For anybody wondering about this, it is really quite easy:
The setup Im using is:
- 2017 13" MBP (with Touchbar, max spec)
- Razer Core V2 with MSI RX580
- 2x LG Ultrafine 4K
- Sunnix UPD2018 ( https://www.newegg.com/global/au/Product/Product.aspx?Item=N82E16815114049)
- PCIE Riser Card ( https://www.ebay.com.au/itm/PCI-E-PCI-Express-PCIE-1x-To-16x-Adapter-GPU-Riser-Card-USB-3-0-Extension/122609267524?ssPageName=STRK%3AMEBIDX%3AIT&_trksid=p2057872.m2749.l2649)
- Molex IDE power adapter ( https://www.ebay.com.au/itm/4-pin-IDE-Molex-12V-5V-DC-AC-2-5A-Power-Supply-For-IDE/300745033186?hash=item4605cd05e2:g:dCQAAOxy7vJTd~X9)
- Connect the Sunnix Displayport to USB-C adapter to the PCIE riser card
- Connect the PCIE riser card to the Molex power adapter for power
- Connect the graphics card Displayport out to the Sunnix Displayport in
- Connect the Sunnix USB-C out to the LG 4K Display
- Connect the eGPU box to the MacBook via Thunderbolt
- In my case, I have currently connected the 2nd 4K display directly to the Macbook
It all just works.
However, a few things I've noticed:
- I PLANNED on getting a second Sunnix adapter to connect both LG 4K displays to the eGPU. But MacOS 10.13.3 does not manage sleep/wake and connect/disconnection of the eGPU reliably enough. By keeping 1 display connected directly to the macbook, I can avoid having to open and close the macbook to use the internal display.
- With 2 LG 4K displays, I can drag applications to the eGPU powered display to get the eGPU benefit. On the Heaven benchmark, I get only 4-10 FPS (with all settings maxed) on the direct-connected display. But if I drag the Heaven application to the eGPU display that jumps up to 24-40 FPS!
- the Razer core power supply fan is on constantly, though the graphics card fans are not. This was not the case when connected to a 4K HDMI display
- there is no way to dim the LG display brightness on the eGPU display with this setup. The brightness slider does not appear in System Preferences on the eGPU display.
Hopefully these findings help some of you.

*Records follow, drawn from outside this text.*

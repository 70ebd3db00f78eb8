//! Fuzzy title ranking.
//!
//! A title matches when every character of the term appears in it in order
//! (case-insensitive). Matches are ranked by Levenshtein distance between
//! the folded term and the folded title; closer titles rank higher and
//! equal distances keep their input order.

use strsim::levenshtein;

/// One matching target
#[derive(Debug, Clone, Copy, PartialEq, Eq)]
pub struct Rank {
    /// Index into the ranked input
    pub index: usize,

    /// Edit distance between term and target (lower is better)
    pub distance: usize,
}

/// Case-insensitive subsequence test
pub fn matches_fold(term: &str, target: &str) -> bool {
    let mut target_chars = target.chars().flat_map(char::to_lowercase);

    term.chars()
        .flat_map(char::to_lowercase)
        .all(|wanted| target_chars.any(|c| c == wanted))
}

/// Rank `targets` against `term`, best match first.
pub fn rank_fold<S: AsRef<str>>(term: &str, targets: &[S]) -> Vec<Rank> {
    let folded_term = term.to_lowercase();

    let mut ranks: Vec<Rank> = targets
        .iter()
        .enumerate()
        .filter(|(_, target)| matches_fold(term, target.as_ref()))
        .map(|(index, target)| Rank {
            index,
            distance: levenshtein(&folded_term, &target.as_ref().to_lowercase()),
        })
        .collect();

    // sort_by_key is stable
    ranks.sort_by_key(|rank| rank.distance);
    ranks
}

Oh, a couple of other points:
- only 1 of the 2 Sunnix UPD2018 USB-C outputs will send a display signal. You cannot connect 2 displays to 1 card
- the PCIe riser card with molex power adapter is WAY cheaper than a thunderbolt 3 enclosure to power the Sunnix UPD2018. But it is uglier. However, even though the riser card surface gets hot, you do not seem to need a well ventilated space. I have hidden mine in a desk drawer and the air inside does not even seem to get warm.